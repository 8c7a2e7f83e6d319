//! Session-wide controller registry for multi-entity consistency
//!
//! When a cross-entity event requires every predicted entity to rewind to
//! the same tick (or snap back to its latest known state), the registry
//! broadcasts the operation to everything registered. It is explicit
//! session state, not a global: create it with the session, register a
//! target when an entity spawns, deregister when it despawns, and only
//! ever drive it from the single-threaded tick driver.
//!
//! Heterogeneous entity kinds are bridged through the [`RollbackTarget`]
//! trait object; the per-tick controller paths stay monomorphic.

use indexmap::IndexMap;
use log::debug;
use rewind_core::Tick;

/// Handle returned by [`ControllerRegistry::register`]
#[derive(Debug, Clone, Copy, PartialEq, Eq, Hash, PartialOrd, Ord)]
pub struct ControllerId(u64);

/// A registered controller/entity pair the registry can rewind
///
/// Implementations typically bundle a `Controller<E>` with its entity and
/// forward to `Controller::rollback_to` / `Controller::reset_state`.
pub trait RollbackTarget {
    /// Snap the live simulation back to `tick` (or the nearest earlier
    /// retained state). Returns false if nothing near the tick remains.
    fn rollback_to(&mut self, tick: Tick) -> bool;

    /// Re-apply the latest known state. Returns false if none exists.
    fn reset_state(&mut self) -> bool;
}

/// Registry of every active rollback target in a session
#[derive(Default)]
pub struct ControllerRegistry {
    targets: IndexMap<ControllerId, Box<dyn RollbackTarget>>,
    next_id: u64,
}

impl ControllerRegistry {
    /// Create an empty registry
    pub fn new() -> Self {
        Self::default()
    }

    /// Register a target, returning its handle
    pub fn register(&mut self, target: Box<dyn RollbackTarget>) -> ControllerId {
        let id = ControllerId(self.next_id);
        self.next_id += 1;
        self.targets.insert(id, target);
        id
    }

    /// Remove a target. Returns whether it was registered.
    pub fn deregister(&mut self, id: ControllerId) -> bool {
        self.targets.shift_remove(&id).is_some()
    }

    /// Number of registered targets
    pub fn len(&self) -> usize {
        self.targets.len()
    }

    /// Check if no targets are registered
    pub fn is_empty(&self) -> bool {
        self.targets.is_empty()
    }

    /// Rewind every registered target to `tick`, in registration order
    ///
    /// Returns how many targets had a state to roll back to.
    pub fn rollback_all(&mut self, tick: Tick) -> usize {
        let mut rolled_back = 0;
        for (id, target) in self.targets.iter_mut() {
            if target.rollback_to(tick) {
                rolled_back += 1;
            } else {
                debug!("Controller {:?} had no state near tick {}", id, tick);
            }
        }
        rolled_back
    }

    /// Snap every registered target back to its latest known state
    ///
    /// Returns how many targets had a state to apply.
    pub fn reset_all(&mut self) -> usize {
        self.targets
            .values_mut()
            .map(|target| target.reset_state())
            .filter(|applied| *applied)
            .count()
    }
}
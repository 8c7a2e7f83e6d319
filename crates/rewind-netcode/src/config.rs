//! Controller configuration - history sizing and catch-up bounds
//!
//! `min_input_buffer` and `max_input_buffer` bound the authority's cursor
//! lag: stepping does not begin until `min_input_buffer` inputs are
//! buffered ahead of the cursor (absorbs jitter and reordering), and once
//! the backlog exceeds `max_input_buffer` the cursor fast-forwards,
//! abandoning the intervening ticks.

use serde::{Deserialize, Serialize};

/// Configuration for a [`crate::Controller`]
///
/// # Example
///
/// ```
/// use rewind_netcode::ControllerConfig;
///
/// let config = ControllerConfig::default()
///     .with_history_capacity(256)
///     .with_input_buffer(3, 24);
/// assert_eq!(config.history_capacity(), 256);
/// assert_eq!(config.min_input_buffer(), 3);
/// assert_eq!(config.max_input_buffer(), 24);
/// ```
#[derive(Debug, Clone, Serialize, Deserialize)]
pub struct ControllerConfig {
    /// Entries retained per history stream (inputs and states each)
    history_capacity: usize,
    /// Inputs that must be buffered ahead of the cursor before the
    /// authority steps
    min_input_buffer: usize,
    /// Backlog size that triggers a cursor fast-forward
    max_input_buffer: usize,
    /// Simulation step length in seconds
    tick_dt: f64,
}

impl ControllerConfig {
    /// Set the per-stream history capacity (clamped to at least 1)
    pub fn with_history_capacity(mut self, capacity: usize) -> Self {
        self.history_capacity = capacity.max(1);
        self
    }

    /// Set the catch-up bounds
    ///
    /// `max` is clamped to stay strictly above `min`.
    pub fn with_input_buffer(mut self, min: usize, max: usize) -> Self {
        self.min_input_buffer = min;
        self.max_input_buffer = max.max(min + 1);
        self
    }

    /// Set the simulation step length in seconds (clamped positive)
    pub fn with_tick_dt(mut self, dt: f64) -> Self {
        self.tick_dt = if dt > 0.0 { dt } else { Self::DEFAULT_TICK_DT };
        self
    }

    /// Entries retained per history stream
    pub fn history_capacity(&self) -> usize {
        self.history_capacity
    }

    /// Minimum buffered inputs before the authority steps
    pub fn min_input_buffer(&self) -> usize {
        self.min_input_buffer
    }

    /// Backlog size that triggers a cursor fast-forward
    pub fn max_input_buffer(&self) -> usize {
        self.max_input_buffer
    }

    /// Simulation step length in seconds
    pub fn tick_dt(&self) -> f64 {
        self.tick_dt
    }

    const DEFAULT_TICK_DT: f64 = 1.0 / 60.0;
}

impl Default for ControllerConfig {
    /// 512 retained ticks per stream, 2..32 catch-up window, 60 Hz step
    fn default() -> Self {
        Self {
            history_capacity: 512,
            min_input_buffer: 2,
            max_input_buffer: 32,
            tick_dt: Self::DEFAULT_TICK_DT,
        }
    }
}
//! Greedy settlement matching
//!
//! Two cursors walk the creditor and debtor queues. Each step pays the smaller
//! of the two outstanding amounts from the current debtor to the current
//! creditor, then advances whichever side reached zero. When both reach zero
//! in the same step, both cursors advance and the pair produces exactly one
//! transfer.
//!
//! No sorting by magnitude is performed, so the transfer count is bounded by
//! `creditors + debtors - 1` rather than minimal.

use crate::types::{SettlementError, Transfer, WorkingEntry};
use rust_decimal::Decimal;

/// What the matcher produced once either queue ran out
#[derive(Debug, Clone, Default, PartialEq, Eq)]
pub struct MatchOutcome {
    /// Transfers in production order
    pub transfers: Vec<Transfer>,

    /// Entries on the side that was not exhausted, with their remainders
    ///
    /// Empty when the queues summed to the same total.
    pub leftover: Vec<WorkingEntry>,
}

impl MatchOutcome {
    /// Total amount still outstanding across the leftover entries
    pub fn leftover_total(&self) -> Result<Decimal, SettlementError> {
        self.leftover.iter().try_fold(Decimal::ZERO, |acc, entry| {
            acc.checked_add(entry.remaining)
                .ok_or_else(|| SettlementError::arithmetic_overflow("leftover total"))
        })
    }
}

/// Drain the creditor and debtor queues into a sequence of transfers
///
/// Takes ownership of the working entries; the participants they were built
/// from are untouched. Only fails if subtracting a payment overflows, which
/// cannot happen for entries built by the partitioner.
pub fn match_queues(
    mut creditors: Vec<WorkingEntry>,
    mut debtors: Vec<WorkingEntry>,
) -> Result<MatchOutcome, SettlementError> {
    let mut transfers = Vec::with_capacity((creditors.len() + debtors.len()).saturating_sub(1));
    let mut i = 0;
    let mut j = 0;

    while i < creditors.len() && j < debtors.len() {
        let creditor = &mut creditors[i];
        let debtor = &mut debtors[j];

        let payment = creditor.remaining.min(debtor.remaining);

        // A zero payment only means one side was already drained; just advance.
        if payment > Decimal::ZERO {
            transfers.push(Transfer::between(debtor, creditor, payment));

            creditor.remaining = creditor
                .remaining
                .checked_sub(payment)
                .ok_or_else(|| SettlementError::arithmetic_overflow("creditor remaining"))?;
            debtor.remaining = debtor
                .remaining
                .checked_sub(payment)
                .ok_or_else(|| SettlementError::arithmetic_overflow("debtor remaining"))?;
        }

        let creditor_done = creditor.is_settled();
        let debtor_done = debtor.is_settled();

        if creditor_done {
            i += 1;
        }
        if debtor_done {
            j += 1;
        }
    }

    let leftover = creditors
        .drain(i..)
        .chain(debtors.drain(j..))
        .filter(|entry| !entry.is_settled())
        .collect();

    Ok(MatchOutcome {
        transfers,
        leftover,
    })
}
▬▬▬▬▬▬▬▬▬▬
#### TASK PROMPT:
Each line of the data that has the string "count" should be returned.

#### RESULT OF THIS TASK:
            .count()
//! No sorting by magnitude is performed, so the transfer count is bounded by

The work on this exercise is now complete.